I don’t read left-wing media. I don’t have to. I read The Australian. That’s as left as I ever want to go. Well, that’s not entirely true. I don’t want to go any distance in that direction at all. But then what to do? Even Fox News is scurrying leftwards.
Paul Monk in the weekend edition of The Australian, among a number of those penning anti-Trump diatribes, spoiling my breakfast, wrote this: “At Fox news, no less, widely respected anchor Chris Wallace called the assault on congress ‘the rule of the mob versus the rule of law and the Constitution’”.
Doesn’t Monk know about Wallace? Widely respected by whom? He’s the slimiest of fifth-columnist lefties pretending he’s objective.
You don’t have to look too hard to find tendentious reasoning (to put it mildly) among those despising Trump. This is Greg Sheridan on Trump’s claim of massive voter fraud: “There is no evidence for this at all.” No evidence at all for what? You see the sleight of hand. There is plenty of evidence of fraud. Even I saw some of it caught on video. But Sheridan could come back and say, yes, but no evidence of “massive” fraud.
Hmm? How massive would it have to be to swing the election in the few battleground states which mattered? Not very massive at all, is the answer.
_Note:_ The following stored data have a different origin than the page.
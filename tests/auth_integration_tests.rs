mod common;

use axum::http::{StatusCode, header};
use camp_portal::{
    SESSION_COOKIE,
    auth::{hash_password, verify_password},
    repository::Repository,
};
use common::{PASSWORD, TestApp, location};

// --- Password Strategy ---

#[test]
fn test_password_hash_round_trip() {
    let hash = hash_password("hunter22-but-longer").unwrap();
    assert!(hash.starts_with("$argon2id$"));
    assert!(verify_password("hunter22-but-longer", &hash));
    assert!(!verify_password("hunter23-but-longer", &hash));
    // Same password, fresh salt.
    assert_ne!(hash, hash_password("hunter22-but-longer").unwrap());
}

#[test]
fn test_verify_password_with_malformed_hash() {
    assert!(!verify_password("anything", "not-a-phc-string"));
}

// --- Registration ---

#[tokio::test]
async fn test_register_logs_in_and_sets_cookie() {
    let app = TestApp::new();
    let mut client = app.client();

    let response = client
        .post_form("/register", &format!("username=alice&password={}", PASSWORD))
        .await;

    assert_eq!(response.status(), StatusCode::SEE_OTHER);
    assert_eq!(location(&response), "/campgrounds");
    let set_cookie = response
        .headers()
        .get(header::SET_COOKIE)
        .expect("session cookie")
        .to_str()
        .unwrap()
        .to_string();
    assert!(set_cookie.starts_with(&format!("{}=", SESSION_COOKIE)));
    assert!(set_cookie.contains("HttpOnly"));
    assert!(set_cookie.contains("SameSite=Lax"));

    let user = app.repo.find_user_by_username("alice").await.unwrap().unwrap();
    assert_ne!(user.password_hash, PASSWORD);
    assert!(verify_password(PASSWORD, &user.password_hash));

    let (status, html) = client.page("/campgrounds/new").await;
    assert_eq!(status, StatusCode::OK);
    assert!(html.contains("Signed in as alice"));
}

#[tokio::test]
async fn test_register_duplicate_username() {
    let app = TestApp::new();
    app.logged_in("alice").await;

    let mut other = app.client();
    let response = other
        .post_form("/register", &format!("username=alice&password={}", PASSWORD))
        .await;

    assert_eq!(response.status(), StatusCode::SEE_OTHER);
    assert_eq!(location(&response), "/register");
    let (_, html) = other.page("/register").await;
    assert!(html.contains("A user with the given username is already registered"));
}

#[tokio::test]
async fn test_register_validation() {
    let app = TestApp::new();
    let response = app
        .client()
        .post_form("/register", "username=alice&password=short")
        .await;
    assert_eq!(response.status(), StatusCode::BAD_REQUEST);
    assert!(app.repo.find_user_by_username("alice").await.unwrap().is_none());
}

// --- Login / Logout ---

#[tokio::test]
async fn test_login_with_wrong_password() {
    let app = TestApp::new();
    app.logged_in("alice").await;

    let mut client = app.client();
    let response = client
        .post_form("/login", "username=alice&password=wrong-password")
        .await;

    assert_eq!(response.status(), StatusCode::SEE_OTHER);
    assert_eq!(location(&response), "/login");
    let (_, html) = client.page("/login").await;
    assert!(html.contains("Password or username is incorrect"));

    // Unknown users get the same answer.
    let response = client
        .post_form("/login", &format!("username=nobody&password={}", PASSWORD))
        .await;
    assert_eq!(location(&response), "/login");
}

#[tokio::test]
async fn test_login_returns_to_requested_page() {
    let app = TestApp::new();
    app.logged_in("alice").await;

    let mut client = app.client();
    let response = client.get("/campgrounds/new").await;
    assert_eq!(response.status(), StatusCode::SEE_OTHER);
    assert_eq!(location(&response), "/login");

    let response = client
        .post_form("/login", &format!("username=alice&password={}", PASSWORD))
        .await;
    assert_eq!(response.status(), StatusCode::SEE_OTHER);
    assert_eq!(location(&response), "/campgrounds/new");

    let (status, html) = client.page("/campgrounds/new").await;
    assert_eq!(status, StatusCode::OK);
    assert!(html.contains("Welcome back!"));
}

#[tokio::test]
async fn test_login_without_pending_page_goes_to_listing() {
    let app = TestApp::new();
    app.logged_in("alice").await;

    let mut client = app.client();
    let response = client
        .post_form("/login", &format!("username=alice&password={}", PASSWORD))
        .await;
    assert_eq!(location(&response), "/campgrounds");
}

#[tokio::test]
async fn test_login_cycles_session_id() {
    let app = TestApp::new();
    app.logged_in("alice").await;

    let mut client = app.client();
    client.get("/campgrounds/new").await;
    let anonymous_cookie = client.cookie.clone().expect("guard stored return_to");

    client
        .post_form("/login", &format!("username=alice&password={}", PASSWORD))
        .await;
    assert_ne!(client.cookie, Some(anonymous_cookie));
}

#[tokio::test]
async fn test_logout_clears_identity() {
    let app = TestApp::new();
    let mut alice = app.logged_in("alice").await;

    let response = alice.get("/logout").await;
    assert_eq!(response.status(), StatusCode::SEE_OTHER);
    assert_eq!(location(&response), "/campgrounds");

    let (_, html) = alice.page("/campgrounds").await;
    assert!(html.contains("Goodbye!"));
    assert!(!html.contains("Signed in as alice"));

    let response = alice.get("/campgrounds/new").await;
    assert_eq!(location(&response), "/login");
}

#[tokio::test]
async fn test_anonymous_pages_render() {
    let app = TestApp::new();
    let mut visitor = app.client();
    for path in ["/", "/login", "/register", "/campgrounds"] {
        let (status, html) = visitor.page(path).await;
        assert_eq!(status, StatusCode::OK, "{}", path);
        assert!(html.contains("href=\"/login\""), "{}", path);
    }
}
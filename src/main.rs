use camp_portal::{
    AppState,
    config::{AppConfig, Env},
    create_router,
    geocoding::{GeocoderState, MapboxGeocoder, MockGeocoder},
    repository::{PostgresRepository, RepositoryState},
    storage::{S3StorageClient, StorageState},
};
use sqlx::postgres::PgPoolOptions;
use std::sync::Arc;
use tokio::net::TcpListener;
use tower_sessions_sqlx_store::PostgresStore;
use tracing_subscriber::{layer::SubscriberExt, util::SubscriberInitExt};

/// main
///
/// The asynchronous entry point: configuration, logging, database (listings and
/// sessions), storage, geocoding, then the HTTP server.
#[tokio::main]
async fn main() {
    // 1. Configuration & Environment Loading (Fail-Fast)
    dotenv::dotenv().ok();
    let config = AppConfig::load();

    // 2. Logging Filter Setup
    // RUST_LOG wins; otherwise sensible defaults for local development.
    let env_filter = tracing_subscriber::EnvFilter::try_from_default_env()
        .unwrap_or_else(|_| "camp_portal=debug,tower_http=info,axum=trace".into());

    // 3. Initialize Logging based on Environment
    match config.env {
        Env::Local => {
            // LOCAL: Pretty print output for human readability.
            tracing_subscriber::registry()
                .with(env_filter)
                .with(tracing_subscriber::fmt::layer().pretty())
                .init();
        }
        Env::Production => {
            // PROD: JSON output for log aggregators.
            tracing_subscriber::registry()
                .with(env_filter)
                .with(tracing_subscriber::fmt::layer().json())
                .init();
        }
    }

    tracing::info!("Application starting in {:?} mode", config.env);

    // 4. Database Initialization (Postgres)
    let pool = PgPoolOptions::new()
        .max_connections(5)
        .connect(&config.db_url)
        .await
        .expect("FATAL: Failed to connect to Postgres. Check DATABASE_URL.");

    let postgres = PostgresRepository::new(pool.clone());
    postgres
        .migrate()
        .await
        .expect("FATAL: Failed to run database migrations.");
    let repo = Arc::new(postgres) as RepositoryState;

    // Sessions live in the same database, in a table the store manages itself.
    let session_store = PostgresStore::new(pool);
    session_store
        .migrate()
        .await
        .expect("FATAL: Failed to prepare the session table.");

    // 5. Storage Initialization (S3/MinIO)
    let s3_client = S3StorageClient::new(
        &config.s3_endpoint,
        &config.s3_region,
        &config.s3_key,
        &config.s3_secret,
        &config.s3_bucket,
        &config.s3_public_url,
    )
    .await;

    // LOCAL-ONLY: Ensure the MinIO bucket exists.
    if config.env == Env::Local {
        use camp_portal::storage::StorageService;
        s3_client.ensure_bucket_exists().await;
    }

    let storage = Arc::new(s3_client) as StorageState;

    // 6. Geocoding
    let geocoder = match &config.mapbox_token {
        Some(token) => Arc::new(MapboxGeocoder::new(token.clone())) as GeocoderState,
        None => {
            tracing::warn!("MAPBOX_TOKEN not set, every location resolves to a fixed point");
            Arc::new(MockGeocoder::new()) as GeocoderState
        }
    };

    // 7. Unified State Assembly
    let app_state = AppState {
        repo,
        storage,
        geocoder,
        config,
    };

    // 8. Router and Server Startup
    let app = create_router(app_state, session_store);

    let listener = TcpListener::bind("0.0.0.0:3000")
        .await
        .expect("FATAL: Failed to bind 0.0.0.0:3000");

    tracing::info!("Listening on 0.0.0.0:3000");

    axum::serve(listener, app)
        .await
        .expect("FATAL: HTTP server terminated unexpectedly");
}
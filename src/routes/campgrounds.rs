use crate::{
    AppState,
    guards::{self, Guard, GuardChain},
    handlers::{campgrounds, reviews},
};
use axum::{
    Router,
    extract::DefaultBodyLimit,
    handler::Handler,
    middleware,
    routing::{delete, get, post},
};

/// Multipart bodies carry several images, so the default 2 MB cap is too small.
const UPLOAD_LIMIT: usize = 20 * 1024 * 1024;

const AUTHENTICATED: &[Guard] = &[Guard::Authenticated];
const CAMPGROUND_OWNER: &[Guard] = &[Guard::Authenticated, Guard::CampgroundAuthor];
const REVIEW_OWNER: &[Guard] = &[Guard::Authenticated, Guard::ReviewAuthor];

/// Campground Router Module
///
/// Listings and the reviews nested under them. Reads are open to everyone; every mutating
/// route carries its guard chain, evaluated in order before the handler (and before the
/// body is read, so an anonymous upload is never buffered).
pub fn campground_routes(state: &AppState) -> Router<AppState> {
    Router::new()
        // GET /campgrounds
        // POST /campgrounds
        // Creation requires a logged-in user; the author is always the current user.
        .route(
            "/campgrounds",
            get(campgrounds::index).post(campgrounds::create_campground.layer(
                middleware::from_fn_with_state(
                    GuardChain::new(state, AUTHENTICATED),
                    guards::enforce,
                ),
            )),
        )
        // GET /campgrounds/new
        // Static segment, so it wins over `/campgrounds/{id}`.
        .route(
            "/campgrounds/new",
            get(campgrounds::render_new_form.layer(middleware::from_fn_with_state(
                GuardChain::new(state, AUTHENTICATED),
                guards::enforce,
            ))),
        )
        // GET /campgrounds/{id}
        // PUT /campgrounds/{id}
        // DELETE /campgrounds/{id}
        // Changes are reserved to the campground's author.
        .route(
            "/campgrounds/{id}",
            get(campgrounds::show_campground)
                .put(campgrounds::update_campground.layer(middleware::from_fn_with_state(
                    GuardChain::new(state, CAMPGROUND_OWNER),
                    guards::enforce,
                )))
                .delete(campgrounds::delete_campground.layer(middleware::from_fn_with_state(
                    GuardChain::new(state, CAMPGROUND_OWNER),
                    guards::enforce,
                ))),
        )
        // GET /campgrounds/{id}/edit
        .route(
            "/campgrounds/{id}/edit",
            get(campgrounds::render_edit_form.layer(middleware::from_fn_with_state(
                GuardChain::new(state, CAMPGROUND_OWNER),
                guards::enforce,
            ))),
        )
        // POST /campgrounds/{id}/reviews
        // Any logged-in user may review any campground.
        .route(
            "/campgrounds/{id}/reviews",
            post(reviews::create_review.layer(middleware::from_fn_with_state(
                GuardChain::new(state, AUTHENTICATED),
                guards::enforce,
            ))),
        )
        // DELETE /campgrounds/{id}/reviews/{review_id}
        // Only the review's author may remove it.
        .route(
            "/campgrounds/{id}/reviews/{review_id}",
            delete(reviews::delete_review.layer(middleware::from_fn_with_state(
                GuardChain::new(state, REVIEW_OWNER),
                guards::enforce,
            ))),
        )
        .layer(DefaultBodyLimit::max(UPLOAD_LIMIT))
}
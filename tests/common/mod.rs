#![allow(dead_code)]

use axum::{
    Router,
    body::Body,
    http::{Request, Response, StatusCode, header},
};
use camp_portal::{
    AppConfig, AppState, InMemoryRepository, MockGeocoder, MockStorageService, create_router,
};
use std::sync::Arc;
use tower::ServiceExt;
use tower_sessions::MemoryStore;
use uuid::Uuid;

pub const PASSWORD: &str = "correct-horse-battery";
const BOUNDARY: &str = "----camp-portal-test-boundary";

/// TestApp
///
/// The full router over in-memory collaborators. Tests keep handles on the repository and
/// the storage mock to assert on side effects.
pub struct TestApp {
    pub router: Router,
    pub repo: Arc<InMemoryRepository>,
    pub storage: MockStorageService,
}

impl TestApp {
    pub fn new() -> Self {
        Self::with_geocoder(MockGeocoder::new())
    }

    pub fn with_geocoder(geocoder: MockGeocoder) -> Self {
        Self::with_services(geocoder, MockStorageService::new())
    }

    pub fn with_storage(storage: MockStorageService) -> Self {
        Self::with_services(MockGeocoder::new(), storage)
    }

    fn with_services(geocoder: MockGeocoder, storage: MockStorageService) -> Self {
        let repo = Arc::new(InMemoryRepository::new());
        let state = AppState {
            repo: repo.clone(),
            storage: Arc::new(storage.clone()),
            geocoder: Arc::new(geocoder),
            config: AppConfig::default(),
        };
        TestApp {
            router: create_router(state, MemoryStore::default()),
            repo,
            storage,
        }
    }

    /// A fresh browser: no cookie yet.
    pub fn client(&self) -> TestClient {
        TestClient {
            router: self.router.clone(),
            cookie: None,
        }
    }

    /// A browser already logged in as a newly registered `username`.
    pub async fn logged_in(&self, username: &str) -> TestClient {
        let mut client = self.client();
        let response = client
            .post_form("/register", &format!("username={}&password={}", username, PASSWORD))
            .await;
        assert_eq!(response.status(), StatusCode::SEE_OTHER);
        assert_eq!(location(&response), "/campgrounds");
        client
    }
}

/// TestClient
///
/// Sends requests through the router and carries the session cookie between them, the
/// way a browser would.
pub struct TestClient {
    router: Router,
    pub cookie: Option<String>,
}

impl TestClient {
    pub async fn send(&mut self, mut request: Request<Body>) -> Response<Body> {
        if let Some(cookie) = &self.cookie {
            request
                .headers_mut()
                .insert(header::COOKIE, cookie.parse().unwrap());
        }

        let response = self.router.clone().oneshot(request).await.unwrap();

        if let Some(set_cookie) = response.headers().get(header::SET_COOKIE) {
            let pair = set_cookie
                .to_str()
                .unwrap()
                .split(';')
                .next()
                .unwrap()
                .to_string();
            self.cookie = Some(pair);
        }
        response
    }

    pub async fn get(&mut self, uri: &str) -> Response<Body> {
        self.send(Request::get(uri).body(Body::empty()).unwrap())
            .await
    }

    /// GETs `uri` and returns the status plus the rendered HTML.
    pub async fn page(&mut self, uri: &str) -> (StatusCode, String) {
        let response = self.get(uri).await;
        let status = response.status();
        (status, body_text(response).await)
    }

    pub async fn post_form(&mut self, uri: &str, body: &str) -> Response<Body> {
        self.send(
            Request::post(uri)
                .header(header::CONTENT_TYPE, "application/x-www-form-urlencoded")
                .body(Body::from(body.to_string()))
                .unwrap(),
        )
        .await
    }

    pub async fn post_multipart(
        &mut self,
        uri: &str,
        fields: &[(&str, &str)],
        files: &[(&str, &str)],
    ) -> Response<Body> {
        self.send(
            Request::post(uri)
                .header(
                    header::CONTENT_TYPE,
                    format!("multipart/form-data; boundary={}", BOUNDARY),
                )
                .body(Body::from(multipart_body(fields, files)))
                .unwrap(),
        )
        .await
    }

    /// Creates a campground through the form and returns its id.
    pub async fn create_campground(&mut self, title: &str, price: &str, place: &str) -> Uuid {
        let response = self
            .post_multipart(
                "/campgrounds",
                &campground_fields(title, price, place),
                &[("tent.jpg", "image/jpeg")],
            )
            .await;
        assert_eq!(response.status(), StatusCode::SEE_OTHER);
        let target = location(&response);
        let id = target
            .strip_prefix("/campgrounds/")
            .unwrap_or_else(|| panic!("unexpected redirect {}", target));
        Uuid::parse_str(id).unwrap()
    }

    pub async fn create_review(&mut self, campground_id: Uuid, body: &str, rating: i32) {
        let response = self
            .post_form(
                &format!("/campgrounds/{}/reviews", campground_id),
                &format!("body={}&rating={}", body, rating),
            )
            .await;
        assert_eq!(response.status(), StatusCode::SEE_OTHER);
    }
}

pub fn campground_fields<'a>(
    title: &'a str,
    price: &'a str,
    location: &'a str,
) -> Vec<(&'a str, &'a str)> {
    vec![
        ("title", title),
        ("price", price),
        ("location", location),
        ("description", "Quiet sites by the creek"),
    ]
}

/// Builds a multipart body. Each file is `(file name, content type)` with a few fake bytes.
pub fn multipart_body(fields: &[(&str, &str)], files: &[(&str, &str)]) -> Vec<u8> {
    let mut body = Vec::new();
    for (name, value) in fields {
        body.extend_from_slice(
            format!(
                "--{}\r\nContent-Disposition: form-data; name=\"{}\"\r\n\r\n{}\r\n",
                BOUNDARY, name, value
            )
            .as_bytes(),
        );
    }
    for (file_name, content_type) in files {
        body.extend_from_slice(
            format!(
                "--{}\r\nContent-Disposition: form-data; name=\"image\"; filename=\"{}\"\r\nContent-Type: {}\r\n\r\n",
                BOUNDARY, file_name, content_type
            )
            .as_bytes(),
        );
        body.extend_from_slice(&[0xFF, 0xD8, 0xFF, 0xE0]);
        body.extend_from_slice(b"\r\n");
    }
    body.extend_from_slice(format!("--{}--\r\n", BOUNDARY).as_bytes());
    body
}

pub fn location(response: &Response<Body>) -> String {
    response
        .headers()
        .get(header::LOCATION)
        .expect("response is not a redirect")
        .to_str()
        .unwrap()
        .to_string()
}

pub async fn body_text(response: Response<Body>) -> String {
    let bytes = axum::body::to_bytes(response.into_body(), usize::MAX)
        .await
        .unwrap();
    String::from_utf8(bytes.to_vec()).unwrap()
}
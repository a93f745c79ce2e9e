use crate::{AppState, handlers::users};
use axum::{Router, routing::get};

/// User Router Module
///
/// Identity routes. None of them are guarded: anonymous visitors must be able to reach
/// the forms, and logging out without a session is harmless.
pub fn user_routes() -> Router<AppState> {
    Router::new()
        // GET /
        // Landing page.
        .route("/", get(users::home))
        // GET/POST /register
        // Account creation. A successful registration is also a login.
        .route("/register", get(users::render_register).post(users::register))
        // GET/POST /login
        // Password login. Redirects to the stored `return_to` path when there is one.
        .route("/login", get(users::render_login).post(users::login))
        // GET /logout
        .route("/logout", get(users::logout))
}
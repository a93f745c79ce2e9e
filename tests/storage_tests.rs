use camp_portal::storage::{
    IMAGE_FOLDER, MockStorageService, PendingUpload, S3StorageClient, StorageService, image_key,
    sanitize_key, upload_images,
};

fn pending(name: &str) -> PendingUpload {
    PendingUpload {
        original_name: name.to_string(),
        content_type: "image/jpeg".to_string(),
        bytes: vec![0xFF, 0xD8, 0xFF],
    }
}

#[cfg(test)]
mod mock_tests {
    use super::*;

    #[tokio::test]
    async fn test_mock_success() {
        let mock = MockStorageService::new();
        let image = mock
            .upload("campgrounds/abc.jpg", "image/jpeg", vec![1, 2, 3])
            .await
            .unwrap();

        assert_eq!(image.filename, "campgrounds/abc.jpg");
        assert!(image.url.ends_with("/campgrounds/abc.jpg"));
        assert_eq!(mock.uploaded_keys().await, vec!["campgrounds/abc.jpg"]);
    }

    #[tokio::test]
    async fn test_mock_failure() {
        let mock = MockStorageService::new_failing();
        assert!(mock.upload("campgrounds/a.jpg", "image/jpeg", vec![]).await.is_err());
        assert!(mock.delete("campgrounds/a.jpg").await.is_err());
        assert!(mock.uploaded_keys().await.is_empty());
    }

    #[tokio::test]
    async fn test_mock_sanitization() {
        let mock = MockStorageService::new();
        let image = mock
            .upload("../../etc/passwd", "text/plain", vec![])
            .await
            .unwrap();

        assert!(!image.filename.contains(".."));
        assert!(!image.url.contains(".."));
    }

    #[tokio::test]
    async fn test_upload_images_keys_live_under_image_folder() {
        let mock = MockStorageService::new();
        let images = upload_images(&mock, vec![pending("tent.JPG"), pending("lake")])
            .await
            .unwrap();

        assert_eq!(images.len(), 2);
        assert!(images[0].filename.starts_with(&format!("{}/", IMAGE_FOLDER)));
        assert!(images[0].filename.ends_with(".jpg"));
        assert!(images[1].filename.ends_with(".bin"));
        assert_ne!(images[0].filename, images[1].filename);
    }

    #[tokio::test]
    async fn test_upload_images_propagates_failure() {
        let mock = MockStorageService::new_failing();
        assert!(upload_images(&mock, vec![pending("tent.jpg")]).await.is_err());
    }
}

#[test]
fn test_sanitize_key_strips_traversal() {
    assert_eq!(sanitize_key("a/../b/./c//d"), "a/b/c/d");
}

#[test]
fn test_image_key_rejects_odd_extensions() {
    let key = image_key("photo.tar.gz?x=1");
    assert!(key.ends_with(".bin"), "{}", key);
}

#[cfg(test)]
mod s3_tests {
    use super::*;

    #[tokio::test]
    async fn test_s3_client_creation() {
        // Construction is purely local; no request is sent.
        let _client = S3StorageClient::new(
            "http://localhost:9000",
            "us-east-1",
            "testkey",
            "testsecret",
            "testbucket",
            "http://localhost:9000/",
        )
        .await;
    }
}
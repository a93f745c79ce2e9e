use async_trait::async_trait;
use serde::Deserialize;
use std::sync::Arc;

use crate::models::Point;

const MAPBOX_PLACES_URL: &str = "https://api.mapbox.com/geocoding/v5/mapbox.places";

/// GeocodeError
///
/// Geocoding failures are always surfaced to the caller; there is no default location.
#[derive(Debug, thiserror::Error)]
pub enum GeocodeError {
    #[error("no match for location {0:?}")]
    NoMatch(String),
    #[error("geocoding request failed: {0}")]
    Request(String),
}

/// Geocoder
///
/// Translates a free-text location into coordinates.
#[async_trait]
pub trait Geocoder: Send + Sync {
    async fn forward(&self, query: &str) -> Result<Point, GeocodeError>;
}

pub type GeocoderState = Arc<dyn Geocoder>;

// Minimal slice of the Mapbox forward-geocoding response.
#[derive(Deserialize)]
struct FeatureCollection {
    features: Vec<Feature>,
}

#[derive(Deserialize)]
struct Feature {
    geometry: Geometry,
}

#[derive(Deserialize)]
struct Geometry {
    coordinates: (f64, f64),
}

/// MapboxGeocoder
///
/// Calls the Mapbox Places API and takes the best (first) match.
#[derive(Clone)]
pub struct MapboxGeocoder {
    http: reqwest::Client,
    token: String,
    base_url: String,
}

impl MapboxGeocoder {
    pub fn new(token: impl Into<String>) -> Self {
        Self::with_base_url(token, MAPBOX_PLACES_URL)
    }

    /// Points the client at a different endpoint (self-hosted proxy, test server).
    pub fn with_base_url(token: impl Into<String>, base_url: impl Into<String>) -> Self {
        Self {
            http: reqwest::Client::new(),
            token: token.into(),
            base_url: base_url.into(),
        }
    }

    fn request_url(&self, query: &str) -> Result<reqwest::Url, GeocodeError> {
        let mut url = reqwest::Url::parse(&self.base_url)
            .map_err(|e| GeocodeError::Request(e.to_string()))?;
        url.path_segments_mut()
            .map_err(|_| GeocodeError::Request(format!("cannot-be-a-base url {}", self.base_url)))?
            .push(&format!("{}.json", query));
        Ok(url)
    }
}

#[async_trait]
impl Geocoder for MapboxGeocoder {
    async fn forward(&self, query: &str) -> Result<Point, GeocodeError> {
        let url = self.request_url(query)?;

        let response = self
            .http
            .get(url)
            .query(&[("access_token", self.token.as_str()), ("limit", "1")])
            .send()
            .await
            .map_err(|e| GeocodeError::Request(e.to_string()))?;

        if !response.status().is_success() {
            return Err(GeocodeError::Request(format!(
                "provider answered {}",
                response.status()
            )));
        }

        let collection = response
            .json::<FeatureCollection>()
            .await
            .map_err(|e| GeocodeError::Request(e.to_string()))?;

        let (longitude, latitude) = collection
            .features
            .into_iter()
            .next()
            .map(|feature| feature.geometry.coordinates)
            .ok_or_else(|| GeocodeError::NoMatch(query.to_string()))?;

        Ok(Point {
            longitude,
            latitude,
        })
    }
}

/// MockGeocoder
///
/// Deterministic geocoder for tests and token-less local runs. Every query resolves to
/// `point`, except the ones listed in `unknown`, which report `NoMatch`.
#[derive(Clone, Debug)]
pub struct MockGeocoder {
    pub point: Point,
    pub unknown: Vec<String>,
}

impl Default for MockGeocoder {
    fn default() -> Self {
        // Denver, CO.
        Self {
            point: Point {
                longitude: -104.9903,
                latitude: 39.7392,
            },
            unknown: Vec::new(),
        }
    }
}

impl MockGeocoder {
    pub fn new() -> Self {
        Self::default()
    }

    pub fn rejecting(query: &str) -> Self {
        Self {
            unknown: vec![query.to_string()],
            ..Self::default()
        }
    }
}

#[async_trait]
impl Geocoder for MockGeocoder {
    async fn forward(&self, query: &str) -> Result<Point, GeocodeError> {
        if self.unknown.iter().any(|q| q == query) {
            return Err(GeocodeError::NoMatch(query.to_string()));
        }
        Ok(self.point)
    }
}

#[cfg(test)]
mod tests {
    use super::*;

    #[test]
    fn request_url_encodes_query_as_single_segment() {
        let geocoder = MapboxGeocoder::with_base_url("tok", "https://geo.example.com/places");
        let url = geocoder.request_url("Moab, UT/Arches").unwrap();
        assert_eq!(
            url.as_str(),
            "https://geo.example.com/places/Moab,%20UT%2FArches.json"
        );
    }

    #[test]
    fn feature_collection_takes_longitude_first() {
        let body = r#"{"features":[{"geometry":{"type":"Point","coordinates":[-105.27,40.01]}}]}"#;
        let parsed: FeatureCollection = serde_json::from_str(body).unwrap();
        assert_eq!(parsed.features[0].geometry.coordinates, (-105.27, 40.01));
    }

    #[tokio::test]
    async fn mock_geocoder_rejects_listed_queries() {
        let geocoder = MockGeocoder::rejecting("Atlantis");
        assert!(matches!(
            geocoder.forward("Atlantis").await,
            Err(GeocodeError::NoMatch(_))
        ));
        assert!(geocoder.forward("Denver, CO").await.is_ok());
    }
}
This is Sheridan on the Capitol Hill melee: “But this was an attempt at street-fighting fascism. At its worst, America recently resembled Weimar Germany with rival violent street gangs more than willing to fight each other.” Really? Are we really going to go to the rise of Nazism to find a parallel? And then notice these “rival” street gangs.
There have been no rival street gangs. There have been variants of one Antifa/BLM street gang, creating havoc, desecrating, burning and looting, across numbers of cities. Rival gangs my backside!
Sheridan listed a number of Trump’s great achievements — and they are many and great. But he ends this way: “Of course he got a lot of things wrong too…” What things? Name at least one. Don’t leave the Trump-haters hanging. But, of course, he’s out of ammo when it comes to anything substantive. He resorts to this kind of thing: “Trump’s frequently contemptible language and personal behaviour…” Pathetic!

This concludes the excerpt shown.